TD Cowen analysts stated in a report that MicroStrategy’s Bitcoin strategy “will prove value-accretive to shareholders over time. MicroStrategy represents a new type of company that generates dollar-based cash flows through enterprise software and cloud services, then converts excess cash flow into Bitcoin on an effectively leveraged basis. What started as a defensive strategy to protect reserve asset value has evolved into an opportunistic strategy aimed at accelerating shareholder value creation.”
At the time of writing, MicroStrategy holds a total of 193,000 BTC at an average purchase price of 31,544 USDT per coin. At a price of $60,000, this represents an unrealized profit of approximately $5.5 billion.
Miners Continue to Double Down
On February 28, Bitcoin mining firm Riot Platforms purchased 31,500 WhatsMiner units for $97.4 million. This acquisition will increase the company’s self-mining hashrate at its Rockdale facility from 12.4 EH/s to 15.1 EH/s by the end of July.
In December last year, Riot disclosed it had spent $290.5 million purchasing 66,000 mining machines and may opt to buy an additional 265,000 MicroBT miners under similar terms, which would help boost its hashrate beyond 100 EH/s in the long term.
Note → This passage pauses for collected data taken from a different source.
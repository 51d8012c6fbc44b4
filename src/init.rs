use std::error::Error;
use std::fmt::Display;
use std::path::PathBuf;
use std::str::FromStr;
use std::sync::Arc;

use crate::generation::{self, GenerationClient, ProviderKind};
use crate::streaming::{PreemptionPolicy, SessionRegistry, StreamConfig, StreamCoordinator};

// ============================================================================
// Configuration
// ============================================================================

#[derive(Debug, Clone)]
pub struct Config {
    pub host: String,
    pub port: u16,
    pub static_dir: PathBuf,
    pub ai: AiConfig,
    pub stream: StreamConfig,
}

#[derive(Debug, Clone)]
pub struct AiConfig {
    pub provider: ProviderKind,
    pub url: String,
    pub api_key: Option<String>,
    pub model: String,
    pub timeout_secs: u64,
}

impl Config {
    pub fn from_env() -> Result<Self, Box<dyn Error>> {
        Self::from_lookup(|key| std::env::var(key).ok())
    }

    /// Reads settings through `lookup` so tests need not touch the process
    /// environment.
    pub fn from_lookup(lookup: impl Fn(&str) -> Option<String>) -> Result<Self, Box<dyn Error>> {
        let provider: ProviderKind = parse_var(&lookup, "GENERATION_PROVIDER", ProviderKind::OpenAi)?;
        let (url, model) = match provider {
            ProviderKind::OpenAi => (
                lookup("OPENAI_BASE_URL").unwrap_or_else(|| "https://api.openai.com/v1".to_string()),
                lookup("GENERATION_MODEL").unwrap_or_else(|| "gpt-4o-mini".to_string()),
            ),
            ProviderKind::Ollama => (
                lookup("OLLAMA_URL").unwrap_or_else(|| "http://127.0.0.1:11434".to_string()),
                lookup("GENERATION_MODEL").unwrap_or_else(|| "llama3.2".to_string()),
            ),
        };

        let defaults = StreamConfig::default();
        let stream = StreamConfig {
            default_max_tokens: parse_var(&lookup, "DEFAULT_MAX_TOKENS", defaults.default_max_tokens)?,
            max_output_tokens_limit: parse_var(
                &lookup,
                "MAX_OUTPUT_TOKENS_LIMIT",
                defaults.max_output_tokens_limit,
            )?,
            policy: parse_var(&lookup, "PREEMPTION_POLICY", PreemptionPolicy::Preempt)?,
        };
        if stream.default_max_tokens == 0 || stream.default_max_tokens > stream.max_output_tokens_limit {
            return Err(format!(
                "DEFAULT_MAX_TOKENS must be between 1 and {}",
                stream.max_output_tokens_limit
            )
            .into());
        }

        Ok(Self {
            host: lookup("HOST").unwrap_or_else(|| "0.0.0.0".to_string()),
            port: parse_var(&lookup, "PORT", 4444)?,
            static_dir: lookup("STATIC_DIR").unwrap_or_else(|| "public".to_string()).into(),
            ai: AiConfig {
                provider,
                url,
                api_key: lookup("OPENAI_API_KEY").filter(|key| !key.trim().is_empty()),
                model,
                timeout_secs: parse_var(&lookup, "PROVIDER_TIMEOUT_SECS", 120)?,
            },
            stream,
        })
    }
}

fn parse_var<T>(
    lookup: &impl Fn(&str) -> Option<String>,
    key: &str,
    default: T,
) -> Result<T, Box<dyn Error>>
where
    T: FromStr,
    T::Err: Display,
{
    match lookup(key) {
        Some(raw) => raw
            .trim()
            .parse()
            .map_err(|e| format!("invalid {}={:?}: {}", key, raw, e).into()),
        None => Ok(default),
    }
}

// ============================================================================
// Application State
// ============================================================================

pub struct AppState {
    pub registry: Arc<SessionRegistry>,
    pub coordinator: Arc<StreamCoordinator>,
    pub provider: &'static str,
}

impl AppState {
    pub fn new(client: Arc<dyn GenerationClient>, stream: StreamConfig) -> Arc<Self> {
        let registry = Arc::new(SessionRegistry::new());
        let provider = client.name();
        let coordinator = Arc::new(StreamCoordinator::new(registry.clone(), client, stream));
        Arc::new(Self {
            registry,
            coordinator,
            provider,
        })
    }
}

pub async fn app_init() -> Result<(Config, Arc<AppState>), Box<dyn Error>> {
    let config = Config::from_env()?;
    log::info!("✅ Configuration loaded");

    log::info!("🤖 Connecting generation provider {} ({})...", config.ai.provider, config.ai.model);
    let client = generation::connect(&config.ai)?;
    log::info!("✅ Generation provider ready at {}", config.ai.url);

    let state = AppState::new(client, config.stream.clone());
    log::info!(
        "✅ Stream coordinator ready (policy {}, default {} / max {} tokens)",
        config.stream.policy,
        config.stream.default_max_tokens,
        config.stream.max_output_tokens_limit
    );
    Ok((config, state))
}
According to CryptoQuant analysis, large entities continue accumulating, while miner selling remains subdued. Over the past few weeks, daily Bitcoin sales by mining firms have averaged fewer than 100 BTC—sharply contrasting with levels exceeding 1,000 BTC per day seen between November and December 2022.
Michael Saylor previously noted that after the halving, miners’ selling capacity will drop from $12 billion to $6 billion annually, which could support further Bitcoin price appreciation. Riot Platforms’ continued investment in mining equipment reflects its long-term optimism regarding Bitcoin’s price trajectory.

$69,000 Is No Longer Out of Reach
Beyond the sustained buying pressure from Bitcoin spot ETFs, growth across various blockchain ecosystems is also fueling the rally. Over the past two months, there has been explosive growth in the number of projects and total value locked (TVL) within the Bitcoin ecosystem. For example, Merlin Chain’s mainnet TVL has surpassed $2 billion, BounceBit—a Bitcoin staking L1 project—has exceeded $500 million in TVL, and ORDI, a leading BRC-20 token, recently hit 83.1 USDT, nearing its all-time high. Meanwhile, the Ethereum ecosystem also has several anticipated developments: Ethereum’s Dencun upgrade is scheduled for March 13, Starknet has launched the first major airdrop of 2024, and the restaking sector is expected to go live this year, opening new growth pathways for Ethereum.
Bitcoin’s next halving event is set for April 21. A price of $69,000 is no longer distant. U.S. investors are close to breaking even—perhaps a new bull market has just begun.